▶ [Exercise aim] Look through the records and copy each line with the string "scanner" in it.

⟨

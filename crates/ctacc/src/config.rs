//! Application configuration from CLI flags and environment.

use clap::Parser;
use tracing::Level;

use ctacc_core::constants::DEFAULT_LENGTH_MM;

/// Compare CT scanner accuracy specs of the form ±(a + L/b) µm.
#[derive(Parser, Debug)]
#[command(name = "ctacc", version, about)]
#[allow(clippy::struct_excessive_bools)]
pub struct AppConfig {
    /// Part length in mm. Clamped to 10-500 and snapped to steps of 10.
    #[arg(
        short,
        long,
        default_value_t = DEFAULT_LENGTH_MM,
        env = "CTACC_LENGTH",
        allow_negative_numbers = true
    )]
    pub length: f64,

    /// Launch the interactive dashboard.
    #[arg(long, conflicts_with_all = ["json", "quiet"])]
    pub tui: bool,

    /// Print the ranking as JSON.
    #[arg(long, conflicts_with = "quiet")]
    pub json: bool,

    /// Quiet mode (one `name<TAB>total` line per scanner).
    #[arg(short, long)]
    pub quiet: bool,

    /// Disable colored output.
    #[arg(long)]
    pub no_color: bool,

    /// Verbose logging.
    #[arg(short, long)]
    pub verbose: bool,

    /// Generate shell completion.
    #[arg(long, value_enum)]
    pub completion: Option<clap_complete::Shell>,
}

impl AppConfig {
    /// Parse CLI arguments.
    #[must_use]
    pub fn parse() -> Self {
        <Self as Parser>::parse()
    }

    /// Default log level; `RUST_LOG` still overrides it.
    #[must_use]
    pub fn log_level(&self) -> Level {
        if self.verbose {
            Level::DEBUG
        } else {
            Level::WARN
        }
    }
}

⟩

▶ [Expected output]
/// Compare CT scanner accuracy specs of the form ±(a + L/b) µm.
    /// Quiet mode (one `name<TAB>total` line per scanner).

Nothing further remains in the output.